For monitoring the interaction between Syx1 and Munc18‐1, 3 μM N‐terminal GST‐tagged Syx1 (2–253) and 6 μM Munc18‐1 WT or mutants were incubated with 10 μl glutathione Sepharose 4B affinity media in a final volume of 100 μl in buffer H. The mixtures were gently rotated at 4°C for 2 h. After being washed extensively with buffer H for three times, SDS‐loading buffer was added and samples were then boiled at 100°C for 10 min and analyzed by SDS‐PAGE followed by Coomassie Brilliant Blue staining.
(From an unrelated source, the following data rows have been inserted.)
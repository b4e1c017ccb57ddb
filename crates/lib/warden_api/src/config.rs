//! API server configuration.

/// Wiring for the HTTP listener and its backing stores.
#[derive(Clone, Debug)]
pub struct ApiConfig {
    /// Address to bind the HTTP listener (e.g. "127.0.0.1:3100").
    pub bind_addr: String,
    /// PostgreSQL connection URL.
    pub database_url: String,
    /// Session store (Redis) connection URL.
    pub redis_url: String,
}

impl ApiConfig {
    /// Reads configuration from environment variables with sensible defaults.
    ///
    /// | Variable       | Default                            |
    /// |----------------|------------------------------------|
    /// | `BIND_ADDR`    | `127.0.0.1:3100`                   |
    /// | `DATABASE_URL` | `postgres://localhost:5432/warden` |
    /// | `REDIS_URL`    | `redis://127.0.0.1:6379`           |
    pub fn from_env() -> Self {
        let mut config = Self::default();
        if let Ok(v) = std::env::var("BIND_ADDR") {
            config.bind_addr = v;
        }
        if let Ok(v) = std::env::var("DATABASE_URL") {
            config.database_url = v;
        }
        if let Ok(v) = std::env::var("REDIS_URL") {
            config.redis_url = v;
        }
        config
    }

    /// Apply explicit overrides (e.g. command-line flags) on top.
    pub fn with_overrides(
        mut self,
        bind_addr: Option<String>,
        database_url: Option<String>,
        redis_url: Option<String>,
    ) -> Self {
        if let Some(v) = bind_addr {
            self.bind_addr = v;
        }
        if let Some(v) = database_url {
            self.database_url = v;
        }
        if let Some(v) = redis_url {
            self.redis_url = v;
        }
        self
    }
}

impl Default for ApiConfig {
    fn default() -> Self {
        Self {
            bind_addr: "127.0.0.1:3100".into(),
            database_url: "postgres://localhost:5432/warden".into(),
            redis_url: "redis://127.0.0.1:6379".into(),
        }
    }
}
//! Health check.

use axum::Json;
use axum::extract::State;
use axum::http::StatusCode;
use tracing::warn;
use warden_core::deadline::bounded;

use crate::AppState;
use crate::models::HealthResponse;

/// `GET /api/health`: 200 when both stores answer, 503 otherwise.
pub async fn health_handler(State(state): State<AppState>) -> (StatusCode, Json<HealthResponse>) {
    let limit = state.auth.store_timeout;
    let (database, sessions) = tokio::join!(
        bounded(limit, "database ping", state.verifier.store().ping()),
        bounded(limit, "session store ping", state.sessions.ping()),
    );
    if let Err(e) = &database {
        warn!(error = %e, "Database health check failed");
    }
    if let Err(e) = &sessions {
        warn!(error = %e, store = state.sessions.name(), "Session store health check failed");
    }

    let healthy = database.is_ok() && sessions.is_ok();
    let status = if healthy {
        StatusCode::OK
    } else {
        StatusCode::SERVICE_UNAVAILABLE
    };
    (
        status,
        Json(HealthResponse {
            status: if healthy { "ok" } else { "degraded" }.to_string(),
            version: warden_core::version().to_string(),
            database: database.is_ok(),
            session_store: sessions.is_ok(),
        }),
    )
}
//! Warden authentication server binary.
//!
//! Serves the login/refresh/logout endpoints over Postgres credentials and
//! grants, with sessions in Redis.

use std::sync::Arc;
use std::time::Duration;

use clap::Parser;
use sqlx::postgres::PgPoolOptions;
use tracing::{info, warn};
use warden_api::config::ApiConfig;
use warden_core::auth::queries::PgCredentialStore;
use warden_core::config::AuthConfig;
use warden_core::models::auth::TokenKind;
use warden_core::permissions::queries::PgGrantSource;
use warden_core::session::SessionStore;
use warden_core::session::memory::MemorySessionStore;
use warden_core::session::redis::RedisSessionStore;

/// CLI arguments for the server.
#[derive(Parser, Debug)]
#[command(name = "warden_server", about = "Warden authentication server")]
struct Args {
    /// Address to listen on. Overrides `BIND_ADDR`.
    #[arg(long)]
    bind_addr: Option<String>,

    /// PostgreSQL connection URL. Overrides `DATABASE_URL`.
    #[arg(long)]
    database_url: Option<String>,

    /// Redis connection URL for session records. Overrides `REDIS_URL`.
    #[arg(long)]
    redis_url: Option<String>,

    /// Maximum number of database connections in the pool.
    #[arg(long, default_value_t = 5)]
    max_connections: u32,

    /// Keep sessions in process memory instead of Redis.
    ///
    /// Single-node development only: revocation is not shared between
    /// instances.
    #[arg(long, default_value_t = false)]
    in_memory_sessions: bool,

    /// Skip embedded migrations on startup.
    #[arg(long, default_value_t = false)]
    skip_migrations: bool,
}

#[tokio::main]
async fn main() -> Result<(), Box<dyn std::error::Error>> {
    dotenvy::dotenv().ok();

    tracing_subscriber::fmt()
        .with_writer(std::io::stderr)
        .with_env_filter(
            tracing_subscriber::EnvFilter::try_from_default_env().unwrap_or_else(|_| {
                tracing_subscriber::EnvFilter::new("info,warden_api=debug,warden_core=debug")
            }),
        )
        .init();

    let args = Args::parse();
    let config = ApiConfig::from_env().with_overrides(
        args.bind_addr,
        args.database_url,
        args.redis_url,
    );
    let auth = AuthConfig::from_env()?;
    // Fail at startup rather than on the first login.
    auth.access.check(TokenKind::Access)?;
    auth.refresh.check(TokenKind::Refresh)?;

    info!(
        bind_addr = %config.bind_addr,
        environment = %auth.environment,
        "starting warden_server"
    );

    let pool = PgPoolOptions::new()
        .max_connections(args.max_connections)
        .acquire_timeout(auth.store_timeout.max(Duration::from_secs(1)))
        .connect(&config.database_url)
        .await?;

    if args.skip_migrations {
        warn!("skipping database migrations");
    } else {
        info!("running database migrations");
        warden_api::migrate(&pool).await?;
    }

    let sessions: Arc<dyn SessionStore> = if args.in_memory_sessions {
        warn!("using in-memory session store; sessions are not shared between instances");
        let store = Arc::new(MemorySessionStore::new());
        store.spawn_cleanup_task();
        store as Arc<dyn SessionStore>
    } else {
        Arc::new(RedisSessionStore::connect(&config.redis_url).await?)
    };

    let state = warden_api::AppState::new(
        auth,
        Arc::new(PgCredentialStore::new(pool.clone())),
        Arc::new(PgGrantSource::new(pool)),
        sessions,
    );
    let app = warden_api::router(state);

    let listener = tokio::net::TcpListener::bind(&config.bind_addr).await?;
    info!(addr = %listener.local_addr()?, "REST API listening");

    axum::serve(listener, app)
        .with_graceful_shutdown(async {
            let _ = tokio::signal::ctrl_c().await;
            info!("shutdown signal received");
        })
        .await?;

    Ok(())
}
For detecting the interaction between Munc18‐1/Syx1 and Munc13‐1 MUN domain, 5 μM GST‐Syx1 (residues 2–253) was immobilized on glutathione Sepharose 4B affinity media and incubated with 6 μM Munc18‐1 to form Munc18‐1/Syx1 complex for 2 h at 4°C. 10 μM MUN domain (recombined with hexa‐histidine tag for immunoblotting) was added to the mixture to a final volume of 100 μl with buffer H. After gently shaking for 3 h at 4°C, the samples were washed 3 times using buffer H and analyzed with SDS‐PAGE followed by immunoblotting using 6 × His‐tag mouse monoclonal antibody (Proteintech #66005‐1‐Ig) and GST‐tag rabbit polyclonal antibody (Proteintech #10000‐0‐AP).
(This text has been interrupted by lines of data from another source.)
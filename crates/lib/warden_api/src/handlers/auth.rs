// @awa-component: AUTH-LoginEndpoint
// @awa-component: AUTH-TokenRefreshEndpoint
//
//! Authentication request handlers.

use axum::extract::State;
use axum::extract::rejection::JsonRejection;
use axum::{Extension, Json};
use axum_extra::extract::cookie::CookieJar;
use chrono::Utc;
use warden_core::models::permission::RoleMenuGrant;

use crate::AppState;
use crate::error::{AppError, AppResult};
use crate::middleware::auth::AuthenticatedUser;
use crate::models::{LoginRequest, LogoutResponse, TokenResponse};
use crate::services::{auth, cookies};

/// `POST /api/system/authentication/login`
pub async fn login_handler(
    State(state): State<AppState>,
    jar: CookieJar,
    body: Result<Json<LoginRequest>, JsonRejection>,
) -> AppResult<(CookieJar, Json<TokenResponse>)> {
    let Json(body) = body.map_err(|e| AppError::Validation(e.body_text()))?;
    let pair = auth::login(&state, &body.username, &body.password).await?;
    let jar = cookies::with_token_cookies(jar, &pair, Utc::now())?;
    Ok((jar, Json(TokenResponse::from(&pair))))
}

/// `GET /api/system/authentication/refresh-token`, behind `require_refresh`.
pub async fn refresh_handler(
    State(state): State<AppState>,
    Extension(AuthenticatedUser(identity)): Extension<AuthenticatedUser>,
    jar: CookieJar,
) -> AppResult<(CookieJar, Json<TokenResponse>)> {
    let pair = auth::refresh(&state, &identity).await?;
    let jar = cookies::with_token_cookies(jar, &pair, Utc::now())?;
    Ok((jar, Json(TokenResponse::from(&pair))))
}

/// `GET /api/system/authentication/page-permission`
pub async fn page_permission_handler(
    State(state): State<AppState>,
    Extension(AuthenticatedUser(identity)): Extension<AuthenticatedUser>,
) -> AppResult<Json<Vec<RoleMenuGrant>>> {
    Ok(Json(auth::page_permissions(&state, &identity).await?))
}

/// `POST /api/system/authentication/logout`
pub async fn logout_handler(
    State(state): State<AppState>,
    Extension(AuthenticatedUser(identity)): Extension<AuthenticatedUser>,
    jar: CookieJar,
) -> AppResult<(CookieJar, Json<LogoutResponse>)> {
    auth::logout(&state, &identity).await?;
    Ok((
        cookies::clear_token_cookies(jar),
        Json(LogoutResponse { success: true }),
    ))
}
For monitoring the interaction between Syb2 and Munc18‐1/Syx1 in the presence or absence of MUN domain, Munc18‐1 WT or mutants were pre‐incubated with Syx1, respectively, with a protein‐to‐protein ratio of 1:1.5 overnight at 4°C to form Munc18‐1/Syx1 sufficiently. 3 μM GST‐Syb2, 5 μM Munc18‐1/Syx1, and 10 μM MUN domain (if applicable) were mixed with 10 μl glutathione Sepharose 4B affinity media to a final volume of 100 μl in buffer H containing 0.05% Triton X‐100 (v/v). After gentle rotation for 4 h at 4°C, beads were washed three times with buffer H. Samples were analyzed by SDS‐PAGE, and the quantification of Munc18‐1 bands was acquired by ImageJ (NIH).

For detecting the interaction between Syb2 and Munc18‐1, 2 μM GST‐Syb2 and 5 μM Munc18‐1 WT or mutants were incubated with 10 μl glutathione Sepharose 4B affinity media in a final volume of 100 μl in buffer H. After gently shaking for 3 h at 4°C, samples were washed three times using buffer H and analyzed with SDS‐PAGE followed by Coomassie Brilliant Blue staining.
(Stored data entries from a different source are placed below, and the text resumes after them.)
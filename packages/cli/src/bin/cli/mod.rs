pub mod account;
pub mod directory;
pub mod resources;

use colored::*;
use thiserror::Error;

use itms_cli::output;
use itms_controllers::{FormController, FormSchema, SubmitOutcome, ValidationError};

/// The failure was already shown to the user (banner or inline); exit non-zero quietly
#[derive(Debug, Error)]
#[error("already reported")]
pub struct Reported;

/// Copy `--set` values into a form.
///
/// Rule failures stay on the form and are reported by the submit; only a
/// field the form does not have stops here.
pub fn apply_assignments<S: FormSchema>(
    form: &FormController<S>,
    assignments: Vec<(String, String)>,
) -> anyhow::Result<()> {
    for (name, value) in assignments {
        if let Err(ValidationError::UnknownField(name)) = form.set_value(&name, value) {
            let known: Vec<&str> = form.fields().iter().map(|f| f.name).collect();
            anyhow::bail!("Unknown field: {}. Must be one of: {}", name, known.join(", "));
        }
    }
    Ok(())
}

/// Submit a filled form, reporting failures inline
pub async fn submit_form<S, F, Fut>(
    form: &FormController<S>,
    operation: F,
) -> anyhow::Result<S::Response>
where
    S: FormSchema,
    F: FnOnce(S::Request) -> Fut,
    Fut: std::future::Future<Output = itms_client::ClientResult<S::Response>>,
{
    let spinner = output::spinner("Submitting...");
    let outcome = form.submit(operation).await;
    spinner.finish_and_clear();

    match outcome {
        SubmitOutcome::Succeeded(response) => {
            if let Some(message) = form.state().success {
                output::success(&message);
            }
            Ok(response)
        }
        SubmitOutcome::Invalid(errors) => {
            for message in errors.values() {
                eprintln!("  {} {}", "✗".red(), message.red());
            }
            Err(Reported.into())
        }
        SubmitOutcome::Failed(err) => Err(err.into()),
        SubmitOutcome::Busy => anyhow::bail!("Another submission is still running"),
    }
}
To detect the interaction between Munc18‐1 and SNARE complex, SNARE complex was prepared with 5 μM GST‐SN1, 6 μM SN2, 6 μM Syb2 (residues 29–93), and 5 μM Syx1 (residues 2–253) and incubated with 10 μl glutathione Sepharose 4B affinity media overnight at 4°C. Beads were washed with buffer H to remove the excess proteins. 10 μM purified Munc18‐1 WT and mutants were added to the mixture and incubated at 4°C for 4 h. Extensive washing was performed with buffer H. Samples were analyzed by SDS‐PAGE followed by Coomassie Brilliant Blue staining.

Analytical size‐exclusion chromatography

To identify formation of Munc18‐1/Habc/H3 and Munc18‐1/Habc complex, 12 μM Munc18‐1 and 120 μM Syx1 Habc domain were mixed in the presence or absence of 60 μM SUMO‐H3 in a total volume of 200 μl in buffer H. To detect the binding of Munc18‐1/H3 or Habc/H3 complex, 60 μM SUMO‐H3 was mixed with 12 μM Munc18‐1 or 120 μM Syx1 Habc domain in a total volume of 200 μl in buffer H. Samples were incubated at 16°C for 4 h and loaded onto a Superdex 200 Increase 10/300 GL size‐exclusion column. All experiments were performed on AKTA pure (GE Healthcare).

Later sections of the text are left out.